For a very simple and well documented reason: only individuals can be held accountable for what they can reasonably be expected to know and demonstrate.

How do you hold any human collectivity accountable in a manner that’s both accurate for each member as well as fair to each?

Is it really accountability to test students, and then not use the results to hold them individually accountable for those results? And then combine the results from all grades into one or two school-wide averages to evaluate teachers–but not just teachers of the tested students, but all faculty members ambiguously clustered into a single collective entity called the “the school”?

And, it is further assumed that each school operates independent of its school system, as if DCPS officials’ choice of curriculum, teaching materials, mandatory pedagogies, student discipline rules and prohibitions can be dismissed as having no impact on student performance.

In military conflicts, we know that there are rules of engagement that prohibit holding an entire village “accountable” for the actions of some villagers known or believed to be responsible for the death or injury to some American soldiers. When that happens, despite the complexity of the events (“the fog of war”), we consider it wrong and celebrate the journalists who report it.

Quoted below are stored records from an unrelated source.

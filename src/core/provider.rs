//! Forecast provider seam and fetch horizon rules.

use std::future::Future;

use chrono::{DateTime, Days, Utc};
use chrono_tz::Tz;

use crate::core::models::{ApiKey, ForecastRecord, Site};
use crate::error::Result;
use crate::util::time::{hours_until, local_date, local_day_start, local_midnight};

/// Hours of estimated actuals requested on a full resync.
pub const ACTUALS_HOURS: u32 = 168;
/// Forecast horizon measured from the start of the local day.
pub const HORIZON_DAYS: u64 = 8;
/// Estimated actuals older than this many days before local midnight are dropped.
pub const ACTUALS_KEEP_DAYS: u64 = 6;

/// Remote source of site metadata and forecast records.
///
/// Implementations attempt each request once; retries are the caller's
/// decision.
pub trait ForecastProvider: Send + Sync {
    /// Rooftop sites visible to `key`, each tagged with the key's fingerprint.
    fn rooftop_sites(&self, key: &ApiKey) -> impl Future<Output = Result<Vec<Site>>> + Send;

    /// Forecast records for the next `hours` hours.
    fn forecasts(
        &self,
        key: &ApiKey,
        site: &str,
        hours: u32,
    ) -> impl Future<Output = Result<Vec<ForecastRecord>>> + Send;

    /// Estimated actuals for the past `hours` hours.
    fn estimated_actuals(
        &self,
        key: &ApiKey,
        site: &str,
        hours: u32,
    ) -> impl Future<Output = Result<Vec<ForecastRecord>>> + Send;
}

/// End of the forecast window: local day start plus eight days.
#[must_use]
pub fn horizon_end(now: DateTime<Utc>, tz: Tz) -> DateTime<Utc> {
    let today = local_date(now, tz);
    today
        .checked_add_days(Days::new(HORIZON_DAYS))
        .map_or_else(|| local_day_start(now, tz), |end| local_midnight(end, tz))
}

/// Hours of forecast to request so the window reaches [`horizon_end`].
#[must_use]
pub fn forecast_hours(now: DateTime<Utc>, tz: Tz) -> u32 {
    hours_until(now, horizon_end(now, tz))
}

/// Oldest estimated actual worth keeping.
#[must_use]
pub fn actuals_cutoff(now: DateTime<Utc>, tz: Tz) -> DateTime<Utc> {
    let today = local_date(now, tz);
    today
        .checked_sub_days(Days::new(ACTUALS_KEEP_DAYS))
        .map_or_else(|| local_day_start(now, tz), |d| local_midnight(d, tz))
}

So, how did it become ethically acceptable to hold entire school faculties “accountable” for non-accountable student performance? How is it that the presumably un-American value of collective responsibility and, when punitively imposed, “collective guilt” are OK when applied to a public school?

Why does this receive almost no mention from education writers? Was it even a topic at the recent Boston EWA gathering?

Erich Martel
Retired DCPS high school teacher (Cardozo HS; Wilson HS; Phelps ACE HS)

One thought on “Lessons of ESSA–or, the Epistemology of School Accountability

  1. Great start to the How DC implements the ESSA conversation! NCLB was full of all manner of “fuzzy” concepts and it’s heartening to see one of them analyzed for its lack of any real meaning rather than just taken as granted that it is relevant to teaching and learning. ‘Critical thinking’, anyone?